[Required work] In the records below, find the line that contains "let batch = line.to_batch(9.81);" and the line that contains "let motion = if". Set down exactly those lines and every line between them, and nothing more.

[Records shown]
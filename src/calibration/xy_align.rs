use std::f64::consts::{FRAC_PI_2, PI};
use std::ops::Range;

use crate::config::XyAlignConfig;
use crate::error::{ensure_len, FusionResult};
use crate::types::{mean, yaw_rotation, SensorSeries, Vec3};

/// Outcome of the horizontal-plane alignment
#[derive(Clone, Debug)]
pub struct XyAlignment {
    pub accelerations: SensorSeries,
    pub angular_velocities: SensorSeries,
    /// Rotation about z that was applied [rad], 0 for a no-op
    pub angle: f64,
    pub bad_before: usize,
    pub bad_after: usize,
    /// Number of sign quadrants that produced a qualifying window
    pub candidates: usize,
    pub applied: bool,
}

/// Lateral acceleration on both axes while the vehicle is not yawing: only a
/// yaw-misaligned sensor reads that.
fn is_bad_alignment(accel: &Vec3, gyro: &Vec3, config: &XyAlignConfig) -> bool {
    accel.x.abs() > config.accel_threshold
        && accel.y.abs() > config.accel_threshold
        && gyro.z.abs() < config.yaw_rate_threshold
}

pub fn count_bad_alignment(accel: &[Vec3], gyro: &[Vec3], config: &XyAlignConfig) -> usize {
    accel
        .iter()
        .zip(gyro)
        .filter(|(a, w)| is_bad_alignment(a, w, config))
        .count()
}

/// Longest run of bad-alignment samples whose (a_x, a_y) signs match.
fn longest_run(
    accel: &[Vec3],
    gyro: &[Vec3],
    signs: (f64, f64),
    config: &XyAlignConfig,
) -> Option<Range<usize>> {
    let matches = |i: usize| {
        let a = &accel[i];
        is_bad_alignment(a, &gyro[i], config)
            && a.x.signum() == signs.0
            && a.y.signum() == signs.1
    };

    let mut best: Option<Range<usize>> = None;
    let mut start: Option<usize> = None;
    for i in 0..=accel.len() {
        let inside = i < accel.len() && matches(i);
        match (inside, start) {
            (true, None) => start = Some(i),
            (false, Some(s)) => {
                let longer = best.as_ref().map_or(true, |b| i - s > b.len());
                if i - s >= config.min_run_samples && longer {
                    best = Some(s..i);
                }
                start = None;
            }
            _ => {}
        }
    }
    best
}

/// Rotation about z that zeroes the y component of `v`, folded into
/// (-π/2, π/2] so the vector lands on whichever x half-axis is nearer.
pub fn cross_axis_angle(v: &Vec3) -> f64 {
    let angle = -v.y.atan2(v.x);
    if angle > FRAC_PI_2 {
        angle - PI
    } else if angle <= -FRAC_PI_2 {
        angle + PI
    } else {
        angle
    }
}

fn rotate_xy(series: &SensorSeries, angle: f64) -> SensorSeries {
    let rotation = yaw_rotation(angle);
    series.map(|v| rotation * v)
}

/// Detect a yaw-misaligned sensor and rotate it in the horizontal plane.
///
/// Each sign quadrant of (a_x, a_y) contributes its longest qualifying window
/// as a candidate. The candidate rotation leaving the fewest bad-alignment
/// samples wins, and only if it beats leaving the data untouched.
pub fn align_xy_plane(
    accelerations: &SensorSeries,
    angular_velocities: &SensorSeries,
    config: &XyAlignConfig,
) -> FusionResult<XyAlignment> {
    ensure_len("angular velocities", accelerations.len(), angular_velocities.len())?;

    let bad_before = count_bad_alignment(accelerations, angular_velocities, config);
    let mut candidates = 0;
    let mut best: Option<(f64, usize, SensorSeries)> = None;

    for signs in [(1.0, 1.0), (1.0, -1.0), (-1.0, 1.0), (-1.0, -1.0)] {
        let Some(run) = longest_run(accelerations, angular_velocities, signs, config) else {
            continue;
        };
        candidates += 1;
        let window_mean = mean(&accelerations[run.clone()]).unwrap_or_else(Vec3::zeros);
        let angle = cross_axis_angle(&window_mean);
        let rotated = rotate_xy(accelerations, angle);
        let remaining = count_bad_alignment(&rotated, angular_velocities, config);
        log::debug!(
            "XY candidate {:?} over samples {}..{}: {:.2} deg leaves {} bad samples",
            signs,
            run.start,
            run.end,
            angle.to_degrees(),
            remaining
        );
        if best.as_ref().map_or(true, |(_, count, _)| remaining < *count) {
            best = Some((angle, remaining, rotated));
        }
    }

    match best {
        Some((angle, bad_after, rotated)) if bad_after < bad_before => {
            log::info!(
                "XY alignment: rotated {:.2} deg, bad samples {} -> {}",
                angle.to_degrees(),
                bad_before,
                bad_after
            );
            Ok(XyAlignment {
                accelerations: rotated,
                angular_velocities: rotate_xy(angular_velocities, angle),
                angle,
                bad_before,
                bad_after,
                candidates,
                applied: true,
            })
        }
        _ => {
            log::debug!(
                "XY alignment skipped: {} candidate window(s), {} bad samples",
                candidates,
                bad_before
            );
            Ok(XyAlignment {
                accelerations: accelerations.clone(),
                angular_velocities: angular_velocities.clone(),
                angle: 0.0,
                bad_before,
                bad_after: bad_before,
                candidates,
                applied: false,
            })
        }
    }
}

#[cfg(test)]
mod tests {
    use super::*;
    use approx::assert_abs_diff_eq;
    use rand::rngs::StdRng;
    use rand::{Rng, SeedableRng};

    /// Straight-line acceleration bursts seen through a sensor yawed by `mount`.
    fn yawed_drive(mount: f64, n: usize) -> (SensorSeries, SensorSeries) {
        let to_sensor = yaw_rotation(-mount);
        let accel = (0..n)
            .map(|i| {
                let forward = if (100..400).contains(&i) {
                    1.0
                } else if (600..800).contains(&i) {
                    -0.8
                } else {
                    0.0
                };
                to_sensor * Vec3::new(forward, 0.0, 0.0)
            })
            .collect();
        let gyro = (0..n).map(|_| Vec3::zeros()).collect();
        (accel, gyro)
    }

    #[test]
    fn test_cross_axis_angle_quadrants() {
        for v in [
            Vec3::new(1.0, 0.5, 0.0),
            Vec3::new(1.0, -0.5, 0.0),
            Vec3::new(-1.0, 0.5, 0.0),
            Vec3::new(-1.0, -0.5, 0.0),
        ] {
            let angle = cross_axis_angle(&v);
            assert!(angle.abs() <= FRAC_PI_2);
            let rotated = yaw_rotation(angle) * v;
            assert_abs_diff_eq!(rotated.y, 0.0, epsilon = 1e-12);
            // minimal rotation keeps the x sign
            assert_eq!(rotated.x.signum(), v.x.signum());
        }
    }

    #[test]
    fn test_yawed_sensor_is_corrected() {
        let (accel, gyro) = yawed_drive(0.5, 1000);
        let config = XyAlignConfig::default();
        let result = align_xy_plane(&accel, &gyro, &config).unwrap();

        assert!(result.applied);
        assert_eq!(result.bad_before, 500);
        assert_eq!(result.bad_after, 0);
        assert_abs_diff_eq!(result.angle, 0.5, epsilon = 1e-9);
        assert_abs_diff_eq!(result.accelerations[200], Vec3::new(1.0, 0.0, 0.0), epsilon = 1e-9);
    }

    #[test]
    fn test_no_candidate_is_noop() {
        let (accel, gyro) = yawed_drive(0.0, 1000);
        let result = align_xy_plane(&accel, &gyro, &XyAlignConfig::default()).unwrap();
        assert!(!result.applied);
        assert_eq!(result.candidates, 0);
        assert_eq!(result.accelerations, accel);
    }

    #[test]
    fn test_turning_vehicle_is_not_misaligned() {
        let (accel, _) = yawed_drive(0.5, 1000);
        let gyro: SensorSeries = (0..1000).map(|_| Vec3::new(0.0, 0.0, 0.3)).collect();
        let result = align_xy_plane(&accel, &gyro, &XyAlignConfig::default()).unwrap();
        assert_eq!(result.bad_before, 0);
        assert!(!result.applied);
    }

    #[test]
    fn test_short_windows_are_ignored() {
        let (accel, gyro) = yawed_drive(0.5, 1000);
        let config = XyAlignConfig {
            min_run_samples: 400,
            ..XyAlignConfig::default()
        };
        let result = align_xy_plane(&accel, &gyro, &config).unwrap();
        assert_eq!(result.candidates, 0);
        assert!(!result.applied);
    }

    #[test]
    fn test_never_increases_bad_count() {
        let mut rng = StdRng::seed_from_u64(42);
        let config = XyAlignConfig {
            min_run_samples: 3,
            ..XyAlignConfig::default()
        };
        for _ in 0..20 {
            let accel: SensorSeries = (0..500)
                .map(|_| Vec3::new(rng.gen_range(-1.0..1.0), rng.gen_range(-1.0..1.0), 0.0))
                .collect();
            let gyro: SensorSeries = (0..500)
                .map(|_| Vec3::new(0.0, 0.0, rng.gen_range(-0.02..0.02)))
                .collect();
            let result = align_xy_plane(&accel, &gyro, &config).unwrap();
            assert!(result.bad_after <= result.bad_before);
        }
    }
}
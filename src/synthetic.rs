//! Analytic trajectories with known ground truth
//!
//! Used to check the integrators and the full pipeline against closed-form
//! motion. Sensor readings are noise-free; callers add bias or noise as needed.

use crate::types::{
    yaw_rotation, Attitude, GnssTrack, InertialBatch, SensorSeries, Vec3, WorldSeries,
};

#[derive(Clone, Debug)]
pub struct SyntheticTrajectory {
    pub dt: f64,
    pub times: Vec<f64>,
    /// Body-frame specific force without gravity [m/s²]
    pub accelerations: SensorSeries,
    /// Body-frame angular velocity [rad/s]
    pub angular_velocities: SensorSeries,
    pub velocities: WorldSeries,
    pub positions: WorldSeries,
    pub attitude: Vec<Attitude>,
}

fn sample_times(dt: f64, duration: f64) -> Vec<f64> {
    let steps = (duration / dt).round() as usize;
    (0..=steps).map(|i| i as f64 * dt).collect()
}

impl SyntheticTrajectory {
    /// Straight line along world x from rest under constant acceleration.
    pub fn linear(accel: f64, dt: f64, duration: f64) -> Self {
        let times = sample_times(dt, duration);
        Self {
            dt,
            accelerations: times.iter().map(|_| Vec3::new(accel, 0.0, 0.0)).collect(),
            angular_velocities: times.iter().map(|_| Vec3::zeros()).collect(),
            velocities: times.iter().map(|t| Vec3::new(accel * t, 0.0, 0.0)).collect(),
            positions: times
                .iter()
                .map(|t| Vec3::new(0.5 * accel * t * t, 0.0, 0.0))
                .collect(),
            attitude: vec![Attitude::identity(); times.len()],
            times,
        }
    }

    /// Tangential acceleration `accel` from rest while yawing at `yaw_rate`.
    ///
    /// World speed grows as `accel * t` along heading `yaw_rate * t`, so the
    /// body frame also sees the centripetal term `accel * yaw_rate * t` on y.
    pub fn accelerated_turn(accel: f64, yaw_rate: f64, dt: f64, duration: f64) -> Self {
        let times = sample_times(dt, duration);
        let w = yaw_rate;
        let position = |t: f64| {
            let (s, c) = (w * t).sin_cos();
            Vec3::new(
                accel * (c - 1.0 + w * t * s) / (w * w),
                accel * (s - w * t * c) / (w * w),
                0.0,
            )
        };
        Self {
            dt,
            accelerations: times
                .iter()
                .map(|t| Vec3::new(accel, accel * w * t, 0.0))
                .collect(),
            angular_velocities: times.iter().map(|_| Vec3::new(0.0, 0.0, w)).collect(),
            velocities: times
                .iter()
                .map(|t| {
                    let (s, c) = (w * t).sin_cos();
                    Vec3::new(c, s, 0.0) * (accel * t)
                })
                .collect(),
            positions: times.iter().map(|&t| position(t)).collect(),
            attitude: times.iter().map(|t| yaw_rotation(w * t)).collect(),
            times,
        }
    }

    pub fn len(&self) -> usize {
        self.times.len()
    }

    pub fn is_empty(&self) -> bool {
        self.times.is_empty()
    }

    /// Prepend `duration` seconds at rest ahead of the motion.
    pub fn with_rest(self, duration: f64) -> Self {
        let rest = (duration / self.dt).round() as usize;
        let offset = rest as f64 * self.dt;
        let start_attitude = self.attitude.first().copied().unwrap_or_else(Attitude::identity);
        let start_position = self.positions.first().copied().unwrap_or_else(Vec3::zeros);

        let prefix = |value: Vec3, series: &[Vec3]| -> Vec<Vec3> {
            std::iter::repeat(value).take(rest).chain(series.iter().copied()).collect()
        };

        Self {
            dt: self.dt,
            times: (0..rest)
                .map(|i| i as f64 * self.dt)
                .chain(self.times.iter().map(|t| t + offset))
                .collect(),
            accelerations: prefix(Vec3::zeros(), self.accelerations.as_slice()).into(),
            angular_velocities: prefix(Vec3::zeros(), self.angular_velocities.as_slice()).into(),
            velocities: prefix(Vec3::zeros(), self.velocities.as_slice()).into(),
            positions: prefix(start_position, self.positions.as_slice()).into(),
            attitude: std::iter::repeat(start_attitude)
                .take(rest)
                .chain(self.attitude.iter().copied())
                .collect(),
        }
    }

    /// Sensor readings as a recorder would deliver them, gravity along body +z.
    pub fn to_batch(&self, gravity: f64) -> InertialBatch {
        InertialBatch {
            times: self.times.clone(),
            accelerations: self
                .accelerations
                .iter()
                .map(|a| a + Vec3::new(0.0, 0.0, gravity))
                .collect(),
            angular_velocities: self.angular_velocities.to_vec(),
            speed: Some(self.velocities.iter().map(|v| v.norm()).collect()),
            gnss: None,
        }
    }

    /// Fixes every `every` samples, placing the local origin at
    /// (`origin_lat`, `origin_lon`) [rad].
    pub fn gnss_track(&self, origin_lat: f64, origin_lon: f64, every: usize, earth_radius: f64) -> GnssTrack {
        let every = every.max(1);
        let mut track = GnssTrack::default();
        for i in (0..self.len()).step_by(every) {
            let p = self.positions[i];
            let lat = origin_lat + p.y / earth_radius;
            track.times.push(self.times[i]);
            track.latitude.push(lat);
            track.longitude.push(origin_lon + p.x / (earth_radius * (0.5 * (lat + origin_lat)).cos()));
            track.altitude.push(p.z);
        }
        track
    }
}

#[cfg(test)]
mod tests {
    use super::*;
    use approx::assert_abs_diff_eq;

    #[test]
    fn test_turn_closed_form() {
        let turn = SyntheticTrajectory::accelerated_turn(0.1, 0.1, 0.01, 100.0);
        assert_eq!(turn.len(), 10_001);
        let end = turn.positions.last().unwrap();
        assert_abs_diff_eq!(end.x, -72.8, epsilon = 0.1);
        assert_abs_diff_eq!(end.y, 78.5, epsilon = 0.1);
        // world acceleration from the body readings matches d/dt of velocity
        let k = 5000;
        let world = turn.attitude[k] * turn.accelerations[k];
        let numeric = (turn.velocities[k + 1] - turn.velocities[k - 1]) / (2.0 * turn.dt);
        assert_abs_diff_eq!(world, numeric, epsilon = 1e-4);
    }

    #[test]
    fn test_with_rest() {
        let line = SyntheticTrajectory::linear(1.0, 0.1, 1.0).with_rest(2.0);
        assert_eq!(line.len(), 31);
        assert_abs_diff_eq!(line.times[20], 2.0, epsilon = 1e-12);
        assert_eq!(line.accelerations[19], Vec3::zeros());
        assert_eq!(line.accelerations[20], Vec3::new(1.0, 0.0, 0.0));
        assert!(line.times.windows(2).all(|w| w[1] > w[0]));
    }

    #[test]
    fn test_batch_and_track() {
        let line = SyntheticTrajectory::linear(1.0, 0.1, 10.0);
        let batch = line.to_batch(9.81);
        assert_eq!(batch.accelerations[0], Vec3::new(1.0, 0.0, 9.81));
        assert_abs_diff_eq!(batch.speed.as_ref().unwrap()[100], 10.0, epsilon = 1e-9);

        let track = line.gnss_track(0.5, 0.1, 10, 6_371_000.0);
        assert_eq!(track.len(), 11);
        assert!(track.longitude[10] > track.longitude[0]);
    }
}
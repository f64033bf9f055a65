use super::stationary::check_intervals;
use crate::error::FusionResult;
use crate::types::{mean, SensorSeries, StationaryInterval, Vec3};

/// Remove the angular-rate offset measured while the vehicle is at rest.
///
/// The first interval's mean is subtracted from the whole series. Every later
/// interval re-measures the residual bias and subtracts it from its own start
/// onward, so drift is tracked going forward without touching earlier samples.
pub fn remove_gyro_bias(
    gyro: &SensorSeries,
    intervals: &[StationaryInterval],
) -> FusionResult<SensorSeries> {
    check_intervals("gyro bias removal", intervals, gyro.len())?;

    let mut corrected = gyro.clone().into_inner();
    for (idx, interval) in intervals.iter().enumerate() {
        let bias = mean(&corrected[interval.range()]).unwrap_or_else(Vec3::zeros);
        let from = if idx == 0 { 0 } else { interval.start };
        log::debug!(
            "Gyro bias [{:.5}, {:.5}, {:.5}] rad/s removed from sample {}",
            bias.x,
            bias.y,
            bias.z,
            from
        );
        for sample in &mut corrected[from..] {
            *sample -= bias;
        }
    }

    Ok(SensorSeries::new(corrected))
}

#[cfg(test)]
mod tests {
    use super::*;
    use crate::error::FusionError;

    const DRIFT_TOLERANCE: f64 = 0.01;

    /// Bias ramps with time; the car rests in three windows.
    fn drifting_gyro() -> (SensorSeries, Vec<StationaryInterval>) {
        let n = 3000;
        let samples = (0..n)
            .map(|i| {
                let bias = Vec3::new(0.05, -0.03, 0.02) + Vec3::new(1e-5, 0.0, -1e-5) * i as f64;
                let motion = if (500..1200).contains(&i) || (1500..2400).contains(&i) {
                    Vec3::new(0.0, 0.0, 0.2 * ((i as f64) * 0.01).sin())
                } else {
                    Vec3::zeros()
                };
                bias + motion
            })
            .collect();
        let intervals = vec![
            StationaryInterval::new(0, 400),
            StationaryInterval::new(1250, 1450),
            StationaryInterval::new(2500, 2900),
        ];
        (samples, intervals)
    }

    #[test]
    fn test_mean_within_each_interval_is_zeroed() {
        let (gyro, intervals) = drifting_gyro();
        let before = mean(&gyro[intervals[0].range()]).unwrap();
        assert!(before.x.abs() > DRIFT_TOLERANCE);

        let corrected = remove_gyro_bias(&gyro, &intervals).unwrap();
        for interval in &intervals {
            let m = mean(&corrected[interval.range()]).unwrap();
            assert!(m.norm() < DRIFT_TOLERANCE, "interval {:?} mean {m}", interval);
        }
    }

    #[test]
    fn test_later_interval_does_not_touch_earlier_samples() {
        let (gyro, intervals) = drifting_gyro();
        let first_only = remove_gyro_bias(&gyro, &intervals[..1]).unwrap();
        let all = remove_gyro_bias(&gyro, &intervals).unwrap();
        assert_eq!(first_only[..1250], all[..1250]);
        assert_ne!(first_only[1300], all[1300]);
    }

    #[test]
    fn test_input_left_unchanged() {
        let (gyro, intervals) = drifting_gyro();
        let snapshot = gyro.clone();
        let _ = remove_gyro_bias(&gyro, &intervals).unwrap();
        assert_eq!(gyro, snapshot);
    }

    #[test]
    fn test_missing_interval_is_an_error() {
        let (gyro, _) = drifting_gyro();
        assert!(matches!(
            remove_gyro_bias(&gyro, &[]),
            Err(FusionError::MissingStationaryInterval { .. })
        ));
        assert!(matches!(
            remove_gyro_bias(&gyro, &[StationaryInterval::new(2990, 3100)]),
            Err(FusionError::IntervalOutOfBounds { .. })
        ));
    }
}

[Written solution]
        let batch = line.to_batch(9.81);
        assert_eq!(batch.accelerations[0], Vec3::new(1.0, 0.0, 9.81));
        assert_abs_diff_eq!(batch.speed.as_ref().unwrap()[100], 10.0, epsilon = 1e-9);

        let track = line.gnss_track(0.5, 0.1, 10, 6_371_000.0);
        assert_eq!(track.len(), 11);
        assert!(track.longitude[10] > track.longitude[0]);
    }
}
repository f64033bf9f055a65
use super::stationary::check_intervals;
use crate::error::FusionResult;
use crate::types::{mean, SensorSeries, StationaryInterval, Vec3};

/// Remove the angular-rate offset measured while the vehicle is at rest.
///
/// The first interval's mean is subtracted from the whole series. Every later
/// interval re-measures the residual bias and subtracts it from its own start
/// onward, so drift is tracked going forward without touching earlier samples.
pub fn remove_gyro_bias(
    gyro: &SensorSeries,
    intervals: &[StationaryInterval],
) -> FusionResult<SensorSeries> {
    check_intervals("gyro bias removal", intervals, gyro.len())?;

    let mut corrected = gyro.clone().into_inner();
    for (idx, interval) in intervals.iter().enumerate() {
        let bias = mean(&corrected[interval.range()]).unwrap_or_else(Vec3::zeros);
        let from = if idx == 0 { 0 } else { interval.start };
        log::debug!(
            "Gyro bias [{:.5}, {:.5}, {:.5}] rad/s removed from sample {}",
            bias.x,
            bias.y,
            bias.z,
            from
        );
        for sample in &mut corrected[from..] {
            *sample -= bias;
        }
    }

    Ok(SensorSeries::new(corrected))
}

#[cfg(test)]
mod tests {
    use super::*;
    use crate::error::FusionError;

    const DRIFT_TOLERANCE: f64 = 0.01;

    /// Bias ramps with time; the car rests in three windows.
    fn drifting_gyro() -> (SensorSeries, Vec<StationaryInterval>) {
        let n = 3000;
        let samples = (0..n)
            .map(|i| {
                let bias = Vec3::new(0.05, -0.03, 0.02) + Vec3::new(1e-5, 0.0, -1e-5) * i as f64;
                let motion = if (500..1200).contains(&i) || (1500..2400).contains(&i) {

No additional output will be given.